Kapal penyeberangan berjalan melambat saat akan bersandar di dermaga, sontak burung-burung memandang curiga ke arah benda yang sedang bergerak di atas air menuju ke wilayah kekuasaan mereka. Manusia. Sekelompok manusia datang lagi ke tempat ini. Dalam satu komando, burung-burung itu beterbangan di angkasa membentuk formasi pertahanan dan mulai mendendangkan sebuah lagu peringatan menandakan pulau itu sedang kedatangan tamu dari luar.

“Sepertinya ada kapal yang bersandar Bu,” kata seorang gadis berbaju perawat yang mendampingi seorang wanita yang sedang duduk di kursi roda di halaman sebuah rumah yang berada di puncak. Perawat itu menyipitkan matanya berusaha untuk memfokuskan pandangannya ke arah kapal itu.

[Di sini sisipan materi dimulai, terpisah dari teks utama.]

//! Money calculation utilities using rust_decimal for precision
//!
//! Totals are never stored on order records; they are derived on read from
//! the line-item snapshots. All arithmetic is done in `Decimal`, then
//! converted to `f64` for serialization.

use rust_decimal::prelude::*;
use shared::order::OrderLineItem;

use super::{WorkflowError, WorkflowResult};

/// Rounding strategy for monetary values (2 decimal places, half-up)
const DECIMAL_PLACES: u32 = 2;

/// Maximum allowed price per unit
const MAX_PRICE: f64 = 1_000_000.0;
/// Maximum allowed quantity per line item
const MAX_QUANTITY: i32 = 9999;

/// Convert f64 to Decimal for precise arithmetic
pub fn to_decimal(value: f64) -> Decimal {
    Decimal::from_f64(value).unwrap_or(Decimal::ZERO)
}

/// Convert Decimal back to f64, rounded to 2 decimal places
pub fn to_f64(value: Decimal) -> f64 {
    value
        .round_dp_with_strategy(DECIMAL_PLACES, RoundingStrategy::MidpointAwayFromZero)
        .to_f64()
        .unwrap_or(0.0)
}

/// Line total: quantity × unit price snapshot
pub fn line_total(item: &OrderLineItem) -> Decimal {
    to_decimal(item.unit_price_snapshot) * Decimal::from(item.quantity)
}

/// Order total over the given line items
pub fn order_total(items: &[OrderLineItem]) -> f64 {
    let total: Decimal = items.iter().map(line_total).sum();
    to_f64(total)
}

/// Validate a unit price snapshot before persisting it
pub fn validate_unit_price(price: f64) -> WorkflowResult<()> {
    if !price.is_finite() {
        return Err(WorkflowError::Validation(format!(
            "unit price must be a finite number, got {}",
            price
        )));
    }
    if price < 0.0 {
        return Err(WorkflowError::Validation(format!(
            "unit price must be non-negative, got {}",
            price
        )));
    }
    if price > MAX_PRICE {
        return Err(WorkflowError::Validation(format!(
            "unit price exceeds maximum allowed ({}), got {}",
            MAX_PRICE, price
        )));
    }
    Ok(())
}

/// Validate a line-item quantity before persisting it
pub fn validate_quantity(quantity: i32) -> WorkflowResult<()> {
    if quantity <= 0 {
        return Err(WorkflowError::Validation(format!(
            "quantity must be positive, got {}",
            quantity
        )));
    }
    if quantity > MAX_QUANTITY {
        return Err(WorkflowError::Validation(format!(
            "quantity exceeds maximum allowed ({}), got {}",
            MAX_QUANTITY, quantity
        )));
    }
    Ok(())
}

#[cfg(test)]
mod tests {
    use super::*;
    use shared::order::Station;

    fn item(quantity: i32, unit_price: f64) -> OrderLineItem {
        OrderLineItem {
            id: "item-1".to_string(),
            menu_item_ref: "menu:1".to_string(),
            name: "Test".to_string(),
            quantity,
            unit_price_snapshot: unit_price,
            preparation_station: Station::Kitchen,
        }
    }

    #[test]
    fn test_order_total_is_precise() {
        // 0.1 + 0.2 style float drift must not leak into totals
        let items = vec![item(3, 0.1), item(1, 0.2)];
        assert_eq!(order_total(&items), 0.5);
    }

    #[test]
    fn test_order_total_rounds_half_up() {
        let items = vec![item(1, 1.005)];
        assert_eq!(order_total(&items), 1.01);
    }

    #[test]
    fn test_empty_order_total() {
        assert_eq!(order_total(&[]), 0.0);
    }

    #[test]
    fn test_validate_unit_price() {
        assert!(validate_unit_price(12.5).is_ok());
        assert!(validate_unit_price(0.0).is_ok());
        assert!(validate_unit_price(-1.0).is_err());
        assert!(validate_unit_price(f64::NAN).is_err());
        assert!(validate_unit_price(f64::INFINITY).is_err());
        assert!(validate_unit_price(2_000_000.0).is_err());
    }

    #[test]
    fn test_validate_quantity() {
        assert!(validate_quantity(1).is_ok());
        assert!(validate_quantity(0).is_err());
        assert!(validate_quantity(-2).is_err());
        assert!(validate_quantity(10_000).is_err());
    }
}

Meskipun jaraknya cukup jauh, namun dermaga dapat terlihat dari rumah itu, dikarenakan posisi rumah besar itu yang berdiri kokoh di ketinggian di atas tebing.

Wanita itu tersenyum, “Ya, ia sudah datang. Aku menunggunya.” Di tangannya memegang sepucuk surat yang diterimanya seminggu yang lalu.

“Tolong siapkan semuanya, Pak. Putriku telah datang,” katanya kepada seorang pria yang adalah kepala pengurus rumah itu, yang berdiri tidak jauh darinya.